Quocirca’s latest snapshot Home Printing Study found 75% of UK home workers stated that their productivity levels stayed the same or increased, with just under half reporting increased productivity.

As lockdown restrictions begin to be lifted, the conversation is shifting toward what the future office will look like, or indeed if staff need to return to offices at all.

According to Quocirca, a permanent transition to a hybrid work model is likely, with organisations staggering the days employees are in the office or offering more flexible levels of attendance. Consequently, many large offices will be operating below capacity.

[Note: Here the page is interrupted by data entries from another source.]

//! LM Studio provider implementation using the Responses API.
//!
//! LM Studio v0.3.29+ serves `/v1/responses` locally. No API key is sent.
//! Local models are looser about structured output, so the shared parser's
//! code-fence handling matters most here.

use async_trait::async_trait;
use log::debug;

use super::responses;
use crate::core::card::VocabularyCard;
use crate::inference::{DeckGenerator, DeckRequest, ProviderError, parse_cards};

pub const DEFAULT_LMSTUDIO_BASE_URL: &str = "http://localhost:1234/v1";

/// LM Studio API provider using Responses API (local inference server)
pub struct LmStudioProvider {
    model: String,
    base_url: String,
    client: reqwest::Client,
}

impl LmStudioProvider {
    pub fn new(model: String, base_url: Option<String>) -> Self {
        Self {
            model,
            base_url: base_url.unwrap_or_else(|| DEFAULT_LMSTUDIO_BASE_URL.to_string()),
            client: reqwest::Client::new(),
        }
    }
}

#[async_trait]
impl DeckGenerator for LmStudioProvider {
    fn name(&self) -> &str {
        "lmstudio"
    }

    async fn generate(&self, request: &DeckRequest) -> Result<Vec<VocabularyCard>, ProviderError> {
        let body = responses::build_request(&self.model, request)?;
        let response =
            responses::send(&self.client, self.name(), &self.base_url, None, &body).await?;

        let text = responses::output_text(&response)
            .ok_or_else(|| ProviderError::Parse("No data returned from LM Studio".to_string()))?;
        debug!("LM Studio returned {} bytes of card JSON", text.len());

        parse_cards(&text)
    }
}
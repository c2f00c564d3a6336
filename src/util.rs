
use env_logger::{Builder, Target};
use std::env;

// summaries own stdout, so log lines go to stderr
pub fn init_logger() {
    let mut builder = Builder::from_default_env();
    builder.target(Target::Stderr);

    if env::var("RUST_LOG").is_err() {
        builder.filter_level(log::LevelFilter::Info);
    }

    builder.init();
}
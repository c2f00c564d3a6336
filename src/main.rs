use std::env;

use anyhow::Result;
use log::{info, warn};

pub mod config;
pub mod stream;
pub mod util;

#[tokio::main]
async fn main() -> Result<()> {
    util::init_logger();
    info!("initializing klinetape");
    // get the config path from args
    let args: Vec<String> = env::args().collect();
    let config_path = match args.len() {
        1 => None,
        2 => Some(args[1].as_str()),
        _ => {
            warn!("ignoring extra arguments, using config path {:?}", args[1]);
            Some(args[1].as_str())
        }
    };
    let config = config::Config::load(config_path)?;
    info!("found configuration: {:?}", config);

    // runs until the feed closes, a read fails or we get interrupted
    stream::run(&config).await
}
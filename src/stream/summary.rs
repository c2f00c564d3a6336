use chrono::{DateTime, Local};

use super::event::KlineEvent;

const TIME_FORMAT: &str = "%H:%M:%S";
const UNKNOWN_TIME: &str = "--:--:--";

/// Local wall-clock time of an epoch millisecond value, truncated to seconds
/// (toward zero, so pre-epoch values round up).
pub fn format_event_time(millis: i64) -> String {
    match DateTime::from_timestamp(millis / 1000, 0) {
        Some(ts) => ts.with_timezone(&Local).format(TIME_FORMAT).to_string(),
        None => UNKNOWN_TIME.to_string(),
    }
}

/// One printable line per kline event, `None` for frames without a symbol.
pub fn summary_line(event: &KlineEvent) -> Option<String> {
    if !event.has_symbol() {
        return None;
    }
    let data = &event.data;
    let k = &data.kline;
    Some(format!(
        "Time: {} | Symbol: {} | Open: {} | High: {} | Low: {} | Close: {} | Volume: {}",
        format_event_time(data.event_time),
        data.symbol,
        k.open,
        k.high,
        k.low,
        k.close,
        k.volume,
    ))
}
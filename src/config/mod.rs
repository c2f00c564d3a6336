
use std::fs;
use std::path::Path;

use anyhow::{bail, Context, Result};
use serde::{Deserialize, Serialize};
use url::Url;

pub static DEFAULT_CONFIG_PATH: &str = "./config.yaml";
pub static DEFAULT_URL: &str = "wss://stream.binance.com/stream";

const DEFAULT_STREAMS: [&str; 3] = [
    "btcusdt@kline_1s",
    "ethusdt@kline_1s",
    "bnbusdt@kline_1s",
];

#[derive(Debug, Deserialize, Serialize, PartialEq)]
#[serde(default)]
pub struct Config {
    pub url: String,
    pub streams: Vec<String>,
}

impl Default for Config {
    fn default() -> Self {
        Config {
            url: DEFAULT_URL.to_string(),
            streams: DEFAULT_STREAMS.iter().map(|s| s.to_string()).collect(),
        }
    }
}

impl Config {
    pub fn from_file(path: &str) -> Result<Config> {
        let config_str = fs::read_to_string(path)
            .with_context(|| format!("failed to read config file {}", path))?;
        Config::from_yaml(&config_str)
    }

    pub fn from_yaml(config_str: &str) -> Result<Config> {
        let config: Config = serde_yaml::from_str(config_str)?;
        config.validate()?;
        Ok(config)
    }

    /// Picks the explicit path if one was given, then the default file if it
    /// exists, and falls back to the built-in defaults otherwise.
    pub fn load(path: Option<&str>) -> Result<Config> {
        match path {
            Some(path) => Config::from_file(path),
            None if Path::new(DEFAULT_CONFIG_PATH).exists() => {
                Config::from_file(DEFAULT_CONFIG_PATH)
            }
            None => {
                log::warn!(
                    "no config file found at {:?}, using built-in defaults",
                    DEFAULT_CONFIG_PATH
                );
                Ok(Config::default())
            }
        }
    }

    pub fn endpoint(&self) -> Result<Url> {
        let url = Url::parse(&self.url).with_context(|| format!("invalid url {:?}", self.url))?;
        match url.scheme() {
            "ws" | "wss" => Ok(url),
            other => bail!("unsupported url scheme {:?}, expected ws or wss", other),
        }
    }

    pub fn validate(&self) -> Result<()> {
        self.endpoint()?;
        if self.streams.is_empty() {
            bail!("at least one stream must be configured");
        }
        if self.streams.iter().any(|s| s.trim().is_empty()) {
            bail!("stream names must not be blank");
        }
        Ok(())
    }
}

Quocirca’s November 2019 Global Print 2025 Study shows the pandemic has accelerated what the research indicated would have been an inevitable transformation in workplaces by 2025. 42% of respondents said that they expected the physical office would only be used as an occasional meeting point by 2025, while 65% stated that flexible working would force a rethink of company culture.

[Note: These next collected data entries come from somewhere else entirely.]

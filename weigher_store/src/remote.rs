//! HTTP sink: forwards accepted readings to a central weighbridge API.
//!
//! Wire format is fixed by the receiving server:
//! `POST {url}` with `{"poids", "company", "desktop"}`, success iff 200;
//! `GET {url}?desktop=..&company=..` answers the newest row
//! `{"id", "valeur", "desktop", "company", "date"}` or 404.

use std::time::Duration;

use reqwest::StatusCode;
use reqwest::blocking::Client;
use serde::Serialize;
use serde_json::Value;
use weigher_traits::{BoxError, LatestRecord, WeightSink};

use crate::error::{Result, StoreError};

#[derive(Serialize)]
struct PostBody<'a> {
    poids: i32,
    company: &'a str,
    desktop: &'a str,
}

/// Longest response body echoed into an error.
const BODY_EXCERPT: usize = 200;

pub struct RemoteApiSink {
    client: Client,
    url: String,
}

impl RemoteApiSink {
    /// Build a blocking client with `timeout` applied to every request.
    ///
    /// Must not be called from inside an async runtime.
    pub fn new(url: impl Into<String>, timeout: Duration) -> Result<Self> {
        let client = Client::builder().timeout(timeout).build()?;
        Ok(Self {
            client,
            url: url.into(),
        })
    }

    pub fn url(&self) -> &str {
        &self.url
    }

    pub fn post(&self, weight: i32, source_id: &str, group_id: &str) -> Result<()> {
        let resp = self
            .client
            .post(&self.url)
            .json(&PostBody {
                poids: weight,
                company: group_id,
                desktop: source_id,
            })
            .send()?;
        let status = resp.status();
        if status != StatusCode::OK {
            return Err(status_error(status, resp));
        }
        tracing::debug!(weight, url = %self.url, "remote api accepted reading");
        Ok(())
    }

    /// Newest row for the station, as the server reports it.
    pub fn fetch_row(&self, source_id: &str, group_id: &str) -> Result<Option<Value>> {
        let resp = self
            .client
            .get(&self.url)
            .query(&[("desktop", source_id), ("company", group_id)])
            .send()?;
        let status = resp.status();
        if status == StatusCode::NOT_FOUND {
            return Ok(None);
        }
        if status != StatusCode::OK {
            return Err(status_error(status, resp));
        }
        Ok(Some(resp.json()?))
    }

    pub fn fetch_latest(&self, source_id: &str, group_id: &str) -> Result<Option<f64>> {
        self.fetch_row(source_id, group_id)?
            .map(|row| valeur(&row))
            .transpose()
    }

    pub fn fetch_latest_record(
        &self,
        source_id: &str,
        group_id: &str,
    ) -> Result<Option<LatestRecord>> {
        let Some(row) = self.fetch_row(source_id, group_id)? else {
            return Ok(None);
        };
        let text = |key: &str, fallback: &str| {
            row.get(key)
                .and_then(Value::as_str)
                .unwrap_or(fallback)
                .to_owned()
        };
        Ok(Some(LatestRecord {
            id: row.get("id").and_then(Value::as_u64),
            weight: valeur(&row)?,
            source_id: text("desktop", source_id),
            group_id: text("company", group_id),
            recorded_at: row.get("date").and_then(Value::as_str).map(str::to_owned),
        }))
    }
}

// numbers may arrive as strings
fn valeur(row: &Value) -> Result<f64> {
    match row.get("valeur") {
        Some(Value::Number(n)) => n.as_f64(),
        Some(Value::String(s)) => s.trim().parse::<f64>().ok(),
        _ => None,
    }
    .ok_or(StoreError::MissingField("valeur"))
}

fn status_error(status: StatusCode, resp: reqwest::blocking::Response) -> StoreError {
    let mut body = resp.text().unwrap_or_default();
    if body.len() > BODY_EXCERPT {
        let mut cut = BODY_EXCERPT;
        while !body.is_char_boundary(cut) {
            cut -= 1;
        }
        body.truncate(cut);
    }
    StoreError::Status {
        status: status.as_u16(),
        body,
    }
}

impl WeightSink for RemoteApiSink {
    fn record(&self, weight: i32, source_id: &str, group_id: &str) -> std::result::Result<(), BoxError> {
        self.post(weight, source_id, group_id)?;
        Ok(())
    }

    fn latest(&self, source_id: &str, group_id: &str) -> std::result::Result<Option<f64>, BoxError> {
        Ok(self.fetch_latest(source_id, group_id)?)
    }

    fn latest_record(
        &self,
        source_id: &str,
        group_id: &str,
    ) -> std::result::Result<Option<LatestRecord>, BoxError> {
        Ok(self.fetch_latest_record(source_id, group_id)?)
    }
}
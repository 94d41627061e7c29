//! Human-readable error descriptions and structured JSON error formatting.

use weigher_core::ScaleError;
use weigher_store::StoreError;

/// Stable exit codes.
pub mod exit {
    pub const GENERIC: u8 = 1;
    pub const CONFIG: u8 = 2;
    pub const NO_SCALE: u8 = 3;
    pub const NOT_STABLE: u8 = 4;
    pub const STORAGE: u8 = 5;
}

/// Map an eyre::Report to a human-readable explanation with likely causes and fix hints.
pub fn humanize(err: &eyre::Report) -> String {
    // Typed matches first
    if let Some(se) = err.downcast_ref::<ScaleError>() {
        return match se {
            ScaleError::NotConnected => {
                "What happened: No scale answered on any serial port.\nLikely causes: Scale powered off, USB adapter unplugged, or another program holds the port.\nHow to fix: Check the cable and power, close other serial tools, run `weigher ports --probe`, or restrict [serial].ports in the config.".to_string()
            }
            ScaleError::Timeout => {
                "What happened: The scale did not settle within the capture timeout.\nLikely causes: Load still moving, or readings jittering by more than the tolerance.\nHow to fix: Wait for the load to come to rest and retry; raise [on_demand].timeout_ms or [stabilization].tolerance if it never settles.".to_string()
            }
            ScaleError::Transport(msg) => format!(
                "What happened: Serial communication failed ({msg}).\nLikely causes: Cable disconnected mid-read or the adapter was reset.\nHow to fix: Reconnect the scale and retry."
            ),
            ScaleError::Sink(msg) => format!(
                "What happened: The reading could not be stored ({msg}).\nLikely causes: Storage path not writable or the remote API is unreachable.\nHow to fix: Check [storage] / [remote] in the config."
            ),
            ScaleError::Config(msg) => format!(
                "What happened: Invalid configuration ({msg}).\nLikely causes: Out-of-range values in the TOML.\nHow to fix: Edit the config file, then rerun."
            ),
            ScaleError::Internal(msg) => format!(
                "What happened: Internal error ({msg}).\nLikely causes: See logs.\nHow to fix: Re-run with --log-level=debug and report the log."
            ),
        };
    }

    if let Some(st) = err.downcast_ref::<StoreError>() {
        return match st {
            StoreError::Io(e) => format!(
                "What happened: The local weight store could not be accessed ({e}).\nLikely causes: Missing permissions or a read-only disk.\nHow to fix: Check [storage].path and its directory permissions."
            ),
            StoreError::Http(e) => format!(
                "What happened: The remote API could not be reached ({e}).\nLikely causes: Network down or wrong [remote].url.\nHow to fix: Verify the URL and connectivity."
            ),
            StoreError::Status { status, .. } => format!(
                "What happened: The remote API refused the request (HTTP {status}).\nLikely causes: Server-side validation or outage.\nHow to fix: Check the server logs."
            ),
            other => format!(
                "What happened: {other}.\nLikely causes: See logs.\nHow to fix: Re-run with --log-level=debug for more detail."
            ),
        };
    }

    // String-based heuristics for errors coming from init or config
    let msg = err.to_string();
    let lower = msg.to_ascii_lowercase();

    if lower.starts_with("read config") {
        return format!(
            "What happened: The config file could not be read.\nLikely causes: Wrong --config path.\nHow to fix: Pass --config <FILE> or create etc/weigher.toml. Original: {msg}"
        );
    }

    if lower.starts_with("parse config") || lower.contains("must be") {
        return format!(
            "What happened: Configuration is invalid.\nLikely causes: A typo or an out-of-range value.\nHow to fix: Edit the TOML config and try again. Original: {msg}"
        );
    }

    if lower.contains("address in use") || lower.contains("bind api") {
        return format!(
            "What happened: The HTTP API could not listen on its address.\nLikely causes: Another collector instance is already running.\nHow to fix: Stop the other instance or change [api].bind. Original: {msg}"
        );
    }

    // Generic fallback
    let mut cause = String::new();
    if let Some(src) = err.source() {
        cause = format!(" Cause: {src}");
    }
    format!(
        "Something went wrong.{cause}\nHow to fix: Re-run with --log-level=debug for details. Original: {msg}"
    )
}

pub fn exit_code_for_error(err: &eyre::Report) -> u8 {
    if let Some(se) = err.downcast_ref::<ScaleError>() {
        return match se {
            ScaleError::NotConnected | ScaleError::Transport(_) => exit::NO_SCALE,
            ScaleError::Timeout => exit::NOT_STABLE,
            ScaleError::Sink(_) => exit::STORAGE,
            ScaleError::Config(_) => exit::CONFIG,
            ScaleError::Internal(_) => exit::GENERIC,
        };
    }
    if err.downcast_ref::<StoreError>().is_some() {
        return exit::STORAGE;
    }
    let lower = err.to_string().to_ascii_lowercase();
    if lower.starts_with("read config") || lower.starts_with("parse config") || lower.contains("must be") {
        return exit::CONFIG;
    }
    exit::GENERIC
}

/// Structured JSON for errors when --json is enabled.
pub fn format_error_json(err: &eyre::Report) -> String {
    use serde_json::json;

    let reason = match err.downcast_ref::<ScaleError>() {
        Some(ScaleError::NotConnected) => "NotConnected",
        Some(ScaleError::Timeout) => "NotStable",
        Some(ScaleError::Transport(_)) => "Transport",
        Some(ScaleError::Sink(_)) => "Storage",
        Some(ScaleError::Config(_)) => "Config",
        Some(ScaleError::Internal(_)) => "Internal",
        None if err.downcast_ref::<StoreError>().is_some() => "Storage",
        None => "Error",
    };
    json!({
        "reason": reason,
        "exit_code": exit_code_for_error(err),
        "message": humanize(err),
    })
    .to_string()
}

The study also found that businesses were already recognising the value of collaborative technologies, with almost 60% reporting that it was likely that face-to-face meetings and interactions would decline.

For print suppliers, the transition to a hybrid working environment, with a greater proportion of home workers, offers both challenges and opportunities, Quocirca added.

Businesses will have to make substantial changes in the workplace to ensure the health and safety of their employees. Indeed, as workers start to return to the office, they will be faced with social distancing and changes to communal and breakout spaces. To limit the spread of infection, the latest UK Government guidance recommends limiting or restricting use of high-touch items and shared equipment such as printers.

There are several considerations when it comes to revaluating office printing, according to Quocirca. Will the MFP, once the central hub of the office, be behind closed doors? How can printer suppliers change to enable touch-free printing? Can vendors ensure cloud-based print management platforms, mobile printing or workflow-enhancing apps are as low touch as possible? Or, should print suppliers be conducting fresh audits, looking at whether a shift back to a distributed, as opposed to centralised, model is required and consider if personal printers are the future, at least in part?

Quocirca said that in this new normal, print vendors and their partners will need to steer their businesses forward by adjusting their products and services to address the changing printing and imaging needs of customers and the health guidelines imposed on them by governments.